__Problem to work on__.
Among the lines of the records, count those containing the word "Couldn", then give the number alone.

◆ ◆ ◆ ◆ ◆

mod general;
pub mod competitions;

use std::collections::HashSet;
use tracing::{error, info};
use crate::{BotContext, Data, Error};
use crate::models::config::Config;

const UNEXPECTED_ERROR: &str = "❌ Unexpected error occured. Please report this.";
const UNLOCK_COMMAND: &str = "unlock-commands";

/// Display the list of commands available, as well as their descriptions.
#[poise::command(prefix_command, track_edits, slash_command)]
async fn help(
    ctx: BotContext<'_>,
    #[description = "The command requested for help"]
    #[autocomplete = "poise::builtins::autocomplete_command"]
    command: Option<String>,
) -> Result<(), Error> {
    poise::builtins::help(
        ctx,
        command.as_deref(),
        poise::builtins::HelpConfiguration {
            show_context_menu_commands: true,
            ..Default::default()
        },
    )
        .await?;
    Ok(())
}

async fn on_error(error: poise::FrameworkError<'_, Data, Error>) {
    match error {
        poise::FrameworkError::Command { error, ctx, .. } => {
            error!("An error occured running command \"{}\": {}", ctx.command().name, error);

            if let Err(ex) = ctx.say(UNEXPECTED_ERROR).await {
                error!("Couldn't reply with the error message: {}", ex);
            }
        }
        other => {
            if let Err(ex) = poise::builtins::on_error(other).await {
                error!("Failed to handle framework error: {}", ex);
            }
        }
    }
}

pub fn is_unlocked(dev: bool, command_name: &str, guild_unlocked: bool) -> bool {
    dev || guild_unlocked || command_name == UNLOCK_COMMAND
}

/// Every command stays locked in a guild until its owner runs `/unlock-commands`.
async fn unlock_check(ctx: BotContext<'_>) -> Result<bool, Error> {
    let Some(guild_id) = ctx.guild_id() else {
        return Ok(false);
    };

    let data = ctx.data();
    let guild_unlocked = data.unlocked_guilds.read().await.contains(&guild_id);

    if is_unlocked(data.config.dev, &ctx.command().name, guild_unlocked) {
        info!("Running command \"{}\"", ctx.command().qualified_name);
        return Ok(true);
    }

    ctx.say(format!("❌ Commands have not been unlocked for this server.\nServer owner must run /{UNLOCK_COMMAND} to unlock commands")).await?;

    Ok(false)
}

pub fn get_framework(config: &Config) -> poise::FrameworkOptions<Data, Error> {
    let owners = config.dev_id.into_iter().collect::<HashSet<_>>();

    poise::FrameworkOptions {
        commands: vec![
            help(),
            general::info(),
            general::register(),
            general::unlock_commands(),
            competitions::competitions()
        ],
        prefix_options: poise::PrefixFrameworkOptions {
            prefix: Some(config.cmd_prefix.clone()),
            mention_as_prefix: true,
            ..Default::default()
        },
        command_check: Some(|ctx| Box::pin(unlock_check(ctx))),
        on_error: |error| Box::pin(on_error(error)),
        owners,
        ..Default::default()
    }
}
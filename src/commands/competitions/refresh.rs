use tracing::error;
use crate::{BotContext, Error};
use crate::services::competition_feed;

#[poise::command(
    prefix_command,
    slash_command,
    description_localized("en-US", "Check for competition updates now instead of waiting for the next hourly run."),
    guild_only,
    owners_only
)]
pub async fn refresh(ctx: BotContext<'_>) -> Result<(), Error> {
    ctx.defer().await?;

    let data = ctx.data();

    match competition_feed::run_once(&ctx.serenity_context().http, &data.config, data.source.as_ref(), &data.sync_lock).await {
        Ok(report) => {
            ctx.say(format!("Posted {} update(s): {} upcoming, {} started, {} ended. {} failed to send.",
                report.posted(), report.upcoming, report.in_progress, report.ended, report.failed)).await?;
        }
        Err(ex) => {
            error!("Manual competition update failed: {}", ex);
            ctx.say(format!("Couldn't update competitions: {ex}")).await?;
        }
    }

    Ok(())
}
pub mod info;
pub mod unlock;

pub use info::*;
pub use unlock::*;
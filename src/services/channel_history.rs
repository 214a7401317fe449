use std::future::Future;
use std::sync::Arc;
use async_trait::async_trait;
use serenity::all::{ChannelId, CreateMessage, EditMessage, GetMessages, Http, Message, MessageId};
use tracing::debug;
use crate::services::embeds::StatusEmbed;

/// Discord hands out at most this many messages per history request.
const PAGE_SIZE: u8 = 100;

#[derive(Debug, Clone, PartialEq, Eq)]
pub struct PostedMessage {
    pub id: MessageId,
    pub embed: Option<StatusEmbed>
}

impl From<&Message> for PostedMessage {
    fn from(message: &Message) -> Self {
        PostedMessage {
            id: message.id,
            embed: message.embeds.first().map(StatusEmbed::from)
        }
    }
}

/// The channel the competition feed posts into, used as its only record of
/// what has already been announced.
#[async_trait]
pub trait ChannelHistory {
    type Error: std::error::Error + Send + Sync + 'static;

    /// Every message in the channel, newest first.
    async fn fetch_all_messages(&self) -> Result<Vec<PostedMessage>, Self::Error>;

    async fn send(&self, content: &str, embed: &StatusEmbed) -> Result<MessageId, Self::Error>;

    async fn edit_message(&self, message: MessageId, embed: &StatusEmbed) -> Result<(), Self::Error>;
}

/// Walks history backwards one page at a time. `fetch_page` gets the oldest id
/// seen so far and returns up to a page of messages older than it, newest first.
pub async fn fetch_pages<F, Fut, E>(mut fetch_page: F) -> Result<Vec<PostedMessage>, E>
where
    F: FnMut(Option<MessageId>) -> Fut,
    Fut: Future<Output = Result<Vec<PostedMessage>, E>>
{
    let mut output = Vec::new();
    let mut before: Option<MessageId> = None;

    loop {
        let page = fetch_page(before).await?;
        let page_len = page.len();

        before = page.last().map(|o| o.id);
        output.extend(page);

        if page_len < PAGE_SIZE as usize || before.is_none() {
            break;
        }
    }

    Ok(output)
}

pub struct DiscordChannel {
    http: Arc<Http>,
    channel_id: ChannelId
}

impl DiscordChannel {
    pub fn new(http: Arc<Http>, channel_id: ChannelId) -> DiscordChannel {
        DiscordChannel { http, channel_id }
    }
}

#[async_trait]
impl ChannelHistory for DiscordChannel {
    type Error = serenity::Error;

    async fn fetch_all_messages(&self) -> Result<Vec<PostedMessage>, Self::Error> {
        let output = fetch_pages(|before| async move {
            let mut request = GetMessages::new().limit(PAGE_SIZE);
            if let Some(oldest) = before {
                request = request.before(oldest);
            }

            let page = self.channel_id.messages(&self.http, request).await?;
            Ok::<_, serenity::Error>(page.iter().map(PostedMessage::from).collect())
        }).await?;

        debug!(channel = %self.channel_id, count = output.len(), "Fetched channel history");

        Ok(output)
    }

    async fn send(&self, content: &str, embed: &StatusEmbed) -> Result<MessageId, Self::Error> {
        let message = self.channel_id.send_message(&self.http, CreateMessage::new()
            .content(content)
            .embed(embed.to_builder())
        ).await?;

        Ok(message.id)
    }

    async fn edit_message(&self, message: MessageId, embed: &StatusEmbed) -> Result<(), Self::Error> {
        self.channel_id.edit_message(&self.http, message, EditMessage::new().embed(embed.to_builder())).await?;

        Ok(())
    }
}
use crate::{BotContext, Error};

#[poise::command(
    prefix_command,
    slash_command,
    description_localized("en-US", "Info about this bot.")
)]
pub async fn info(ctx: BotContext<'_>) -> Result<(), Error> {
    const VERSION: Option<&str> = option_env!("CARGO_PKG_VERSION");
    let content = format!("IronTimer Bot v{} - World Cube Association competition updates for this server", VERSION.unwrap_or("<unknown>"));

    ctx.say(content).await?;
    Ok(())
}

/// Registers or unregisters application commands in this guild or globally
#[poise::command(prefix_command, hide_in_help, owners_only)]
pub async fn register(ctx: BotContext<'_>) -> Result<(), Error> {
    poise::builtins::register_application_commands_buttons(ctx).await?;

    Ok(())
}
use chrono::NaiveDate;

#[derive(Debug, Clone, Copy, PartialEq, Eq)]
pub struct DateRange {
    pub start: NaiveDate,
    pub end: Option<NaiveDate>
}

impl DateRange {
    pub fn single(start: NaiveDate) -> DateRange {
        DateRange { start, end: None }
    }

    /// Single-day events end on the day they start.
    pub fn end_or_start(&self) -> NaiveDate {
        self.end.unwrap_or(self.start)
    }
}

#[derive(Debug, Clone, PartialEq, Eq)]
pub struct Competition {
    pub name: String,
    pub dates: DateRange,
    pub location: String,
    pub url: String
}

impl Competition {
    pub fn is_same(&self, title: &str, url: &str) -> bool {
        self.name == title && self.url == url
    }
}

/// Renders as `Wed Jan 01 2025`.
pub fn format_date(date: NaiveDate) -> String {
    date.format("%a %b %d %Y").to_string()
}
use std::collections::HashSet;
use std::sync::Arc;
use serenity::{
    client::Context,
    model::gateway::Ready
};
use tokio::sync::{Mutex, RwLock};
use tracing::{error, info};
use crate::{Data, Error};
use crate::models::config::Config;
use crate::services::competition_feed;
use crate::services::competition_source::WcaSource;

pub async fn register_commands(ctx: &Context, commands: &[poise::Command<Data, Error>], config: &Config) {
    let builders = poise::builtins::create_application_commands(commands);
    let guild_id = config.guild_id;

    if config.delete_unused_slash_commands {
        // Overwrites the whole set, so anything we no longer ship disappears.
        match guild_id.set_commands(ctx, builders).await {
            Ok(created) => info!("Registered {} commands in guild {}", created.len(), guild_id),
            Err(ex) => error!("Failed to create slash commands: {}", ex)
        }

        return;
    }

    for builder in builders {
        match guild_id.create_command(ctx, builder).await {
            Ok(command) => info!("Created or updated command \"{}\" ({})", command.name, command.id),
            Err(ex) => error!("Error creating command: {}", ex)
        }
    }
}

pub async fn ready(
    ctx: &Context,
    ready: &Ready,
    framework: &poise::Framework<Data, Error>,
    config: Arc<Config>,
    source: Arc<WcaSource>
) -> Result<Data, Error> {
    info!("Logged in as {}", ready.user.name);

    register_commands(ctx, &framework.options().commands, &config).await;

    // Runs for the life of the bot; the first update goes out right away.
    let sync_lock = Arc::new(Mutex::new(()));

    #[allow(clippy::let_underscore_future)]
    let _ = tokio::task::spawn(competition_feed::competition_feed(ctx.http.clone(), config.clone(), source.clone(), sync_lock.clone()));

    Ok(Data {
        config,
        source,
        sync_lock,
        unlocked_guilds: RwLock::new(HashSet::new())
    })
}
//! Bayesian two-team skill update
//!
//! Team strength is the sum of member mu; team uncertainty is
//! `sqrt(Σσ² + n·β²)`. A game combines both teams with the dynamics term
//! τ added once per team, then moves every participant along the truncated
//! Gaussian corrections `v` and `w`.

use crate::config::TrueSkillConfig;
use crate::error::Result;
use crate::rating::gaussian;
use crate::types::{MatchType, Rating};

/// Sum of member skill estimates
pub fn team_mu(team: &[Rating]) -> f64 {
    team.iter().map(|r| r.mu).sum()
}

/// Combined uncertainty of a team including performance variance
pub fn team_sigma(team: &[Rating], beta: f64) -> f64 {
    let variance: f64 = team.iter().map(|r| r.sigma * r.sigma).sum();
    (variance + team.len() as f64 * beta * beta).sqrt()
}

/// Total sigma of a game between two teams
pub fn total_sigma(winners: &[Rating], losers: &[Rating], config: &TrueSkillConfig) -> f64 {
    let winner_sigma = team_sigma(winners, config.beta);
    let loser_sigma = team_sigma(losers, config.beta);
    (winner_sigma * winner_sigma + loser_sigma * loser_sigma + 2.0 * config.tau * config.tau).sqrt()
}

/// Ratings after a decided game, in the same order as the inputs
#[derive(Debug, Clone, PartialEq)]
pub struct MatchOutcome {
    pub winners: Vec<Rating>,
    pub losers: Vec<Rating>,
}

/// Rate one decided game between two teams
///
/// `multiplier` scales the mean shift only; uncertainty shrinks the same way
/// for every game and never drops below `min_sigma` (or grows past its
/// pre-update value).
pub fn rate_match(
    winners: &[Rating],
    losers: &[Rating],
    multiplier: f64,
    config: &TrueSkillConfig,
) -> MatchOutcome {
    let c = total_sigma(winners, losers, config);
    let c_squared = c * c;

    let t = (team_mu(winners) - team_mu(losers)) / c;
    let epsilon = config.draw_margin / c;
    let v = gaussian::v(t, epsilon);
    let w = gaussian::w(t, epsilon);

    let update = |rating: &Rating, direction: f64| -> Rating {
        let share = rating.sigma * rating.sigma / c_squared;
        let mu = rating.mu + direction * share * v * c * multiplier;

        let shrink = (1.0 - w * share).max(0.0).sqrt();
        let sigma = (rating.sigma * shrink)
            .max(config.min_sigma)
            .min(rating.sigma);

        Rating { mu, sigma }
    };

    MatchOutcome {
        winners: winners.iter().map(|r| update(r, 1.0)).collect(),
        losers: losers.iter().map(|r| update(r, -1.0)).collect(),
    }
}

/// Skill calculator wrapping a validated configuration
#[derive(Debug, Clone)]
pub struct TrueSkillCalculator {
    config: TrueSkillConfig,
}

impl TrueSkillCalculator {
    pub fn new(config: TrueSkillConfig) -> Result<Self> {
        config.validate()?;
        Ok(Self { config })
    }

    pub fn config(&self) -> &TrueSkillConfig {
        &self.config
    }

    /// Starting estimate for players seen for the first time
    pub fn initial_rating(&self) -> Rating {
        Rating::new(self.config.initial_mu, self.config.initial_sigma)
    }

    pub fn multiplier(&self, match_type: MatchType) -> f64 {
        match match_type {
            MatchType::Regular => 1.0,
            MatchType::Playoff => self.config.playoff_multiplier,
        }
    }

    pub fn rate(
        &self,
        winners: &[Rating],
        losers: &[Rating],
        match_type: MatchType,
    ) -> MatchOutcome {
        rate_match(winners, losers, self.multiplier(match_type), &self.config)
    }

    /// Probability that team `a` beats team `b`
    pub fn win_probability(&self, a: &[Rating], b: &[Rating]) -> f64 {
        let c = total_sigma(a, b, &self.config);
        gaussian::norm_cdf((team_mu(a) - team_mu(b)) / c)
    }
}

impl Default for TrueSkillCalculator {
    fn default() -> Self {
        Self {
            config: TrueSkillConfig::default(),
        }
    }
}
//! Configuration management for the rating engine
//!
//! This module handles configuration loading from TOML files and environment
//! variables, validation, and default values for the engine.

pub mod app;
pub mod rating;

// Re-export commonly used types
pub use app::{validate_config, AppConfig, ProcessingSettings, ServiceSettings, StorageSettings};
pub use rating::{DecayConfig, EloConfig, RatingAlgorithmKind, RatingSettings, TrueSkillConfig};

◆ ◆ ◆ ◆ ◆

__Task output__.
2